Phoenicia, in ancient times, a coastal strip along the eastern Mediterranean Sea. It included the coast of what is now Lebanon and adjoining parts of Israel and Syria. The Phoenicians were sea traders and established colonies throughout the Mediterranean, the most notable being Carthage. The Greeks probably got their alphabet from the Phoenicians, who had one as early as 1000 B.C.
The great age of Phoenician trade was between 1200 and 700 B.C. Colonies and trading posts were established on Cyprus, Sardinia, and Malta, and in North Africa and Spain. Phoenician ships may have sailed as far north as Britain. By way of the Red Sea, they traded with east Africa, southern Arabia, and India. Chief articles of trade were purple dye, timber, carved furniture, jewelry, textiles, glass, and copperware.
The Phoenicians, a Semitic people, were Canaanites who lived in the coastal area north of the Hebrews. Phoenicia was not a unified kingdom but a group of independent city-states, which on occasion formed a temporary league. The leading cities were Sidon and Tyre. Another city was Byblos, from which comes the word “bible” (because the city exported papyrus for writing). El, Baal, and Astarte were the chief gods and goddesses worshiped in Phoenicia.

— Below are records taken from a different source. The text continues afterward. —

//! The concurrent map of installed controllers, keyed by [`ServiceName`].

use crate::controller::ControllerHandle;
use crate::error::{ContainerError, Result};
use crate::name::ServiceName;
use ahash::RandomState;
use dashmap::DashMap;
use std::sync::Arc;

#[cfg(feature = "logging")]
use tracing::{debug, trace};

#[cfg(not(feature = "logging"))]
macro_rules! debug {
    ($($arg:tt)*) => {};
}
#[cfg(not(feature = "logging"))]
macro_rules! trace {
    ($($arg:tt)*) => {};
}

/// Number of shards the underlying `DashMap` is split into, the same
/// concurrency knob the teacher tunes for its factory table.
const SHARD_AMOUNT: usize = 8;

/// Concurrent name -> controller map. Cheap to clone: the map itself lives
/// behind an `Arc`.
#[derive(Clone)]
pub struct ServiceRegistry {
    controllers: Arc<DashMap<ServiceName, Arc<dyn ControllerHandle>, RandomState>>,
}

impl ServiceRegistry {
    pub fn new() -> Self {
        Self {
            controllers: Arc::new(DashMap::with_capacity_and_hasher_and_shard_amount(
                64,
                RandomState::new(),
                SHARD_AMOUNT,
            )),
        }
    }

    /// Look up a controller by name.
    pub fn get(&self, name: &ServiceName) -> Option<Arc<dyn ControllerHandle>> {
        self.controllers.get(name).map(|entry| Arc::clone(entry.value()))
    }

    /// Look up a controller by name, or fail with [`ContainerError::ServiceNotFound`].
    pub fn get_required(&self, name: &ServiceName) -> Result<Arc<dyn ControllerHandle>> {
        self.get(name).ok_or_else(|| ContainerError::ServiceNotFound(name.clone()))
    }

    /// Insert a controller under `name`, failing with
    /// [`ContainerError::DuplicateService`] if the name is already taken.
    /// Used by the installer inside its rollback-capable batch loop.
    pub(crate) fn insert_new(&self, name: ServiceName, controller: Arc<dyn ControllerHandle>) -> Result<()> {
        match self.controllers.entry(name.clone()) {
            dashmap::mapref::entry::Entry::Occupied(_) => Err(ContainerError::DuplicateService(name)),
            dashmap::mapref::entry::Entry::Vacant(slot) => {
                trace!(service = %name, "inserted controller into registry");
                slot.insert(controller);
                Ok(())
            }
        }
    }

    /// Remove `name` from the registry, unconditionally. Used by the
    /// installer to roll back a partially-applied batch.
    pub(crate) fn remove_unconditionally(&self, name: &ServiceName) {
        trace!(service = %name, "removed controller from registry (rollback)");
        self.controllers.remove(name);
    }

    /// Remove a controller if (and only if) it is currently in a removable
    /// state (`Down` or `StartFailed`) *and* has no live dependent, atomically
    /// with respect to any concurrent state transition: there is no separate
    /// "tombstone" state between a removable controller and its removal from
    /// the map — the check and the removal happen under the same `DashMap`
    /// shard lock that guards the entry, so no observer can see a gap between
    /// them. A controller some other still-registered service lists as a
    /// dependency is never dropped, even once it is itself `Down`, so that
    /// dependent never later fails to start with a missing dependency.
    pub fn remove_if_down(&self, name: &ServiceName) -> Result<()> {
        let removed = self
            .controllers
            .remove_if(name, |_, controller| controller.removable() && !controller.has_live_dependents());
        match removed {
            Some((_, controller)) => {
                debug!(service = %name, "removed service from registry");
                controller.mark_removed();
                Ok(())
            }
            None => {
                if self.controllers.contains_key(name) {
                    Err(ContainerError::IllegalState(
                        "service is not in a removable state (must be DOWN or START_FAILED, with no live dependents)",
                    ))
                } else {
                    Err(ContainerError::ServiceNotFound(name.clone()))
                }
            }
        }
    }

    /// Request removal: forces the controller into a mode that never starts
    /// and, if currently `Up` or `Starting`, towards `Down`, overriding any
    /// outstanding demand. Returns immediately; the actual stop (and any
    /// cascade into dependents that still demanded this service) happens
    /// through the executor. Callers that need "remove once fully stopped"
    /// should follow up with [`Self::remove_if_down`], retrying once a
    /// listener observes the `down` transition.
    pub fn request_removal(&self, name: &ServiceName) -> Result<()> {
        let controller = self.get_required(name)?;
        debug!(service = %name, "requesting removal");
        controller.remove();
        Ok(())
    }

    /// Number of controllers currently tracked (any state).
    pub fn len(&self) -> usize {
        self.controllers.len()
    }

    pub fn is_empty(&self) -> bool {
        self.controllers.is_empty()
    }
}

impl Default for ServiceRegistry {
    fn default() -> Self {
        Self::new()
    }
}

In 677 B.C. Sidon was destroyed by the Assyrians, and Tyre paid heavy tribute. When Assyrian rule ended about 630 B.C., the Phoenicians had already lost much of the Mediterranean trade to the Greeks and Carthaginians. Phoenicia became subject, in turn, to the Babylonians, Persians, and Macedonians. Alexander the Great destroyed Tyre in 332 B.C. after a seven-month siege. In 64 B.C. Phoenicia was annexed to the Roman province of Syria. By then it had lost virtually all distinction from neighboring regions.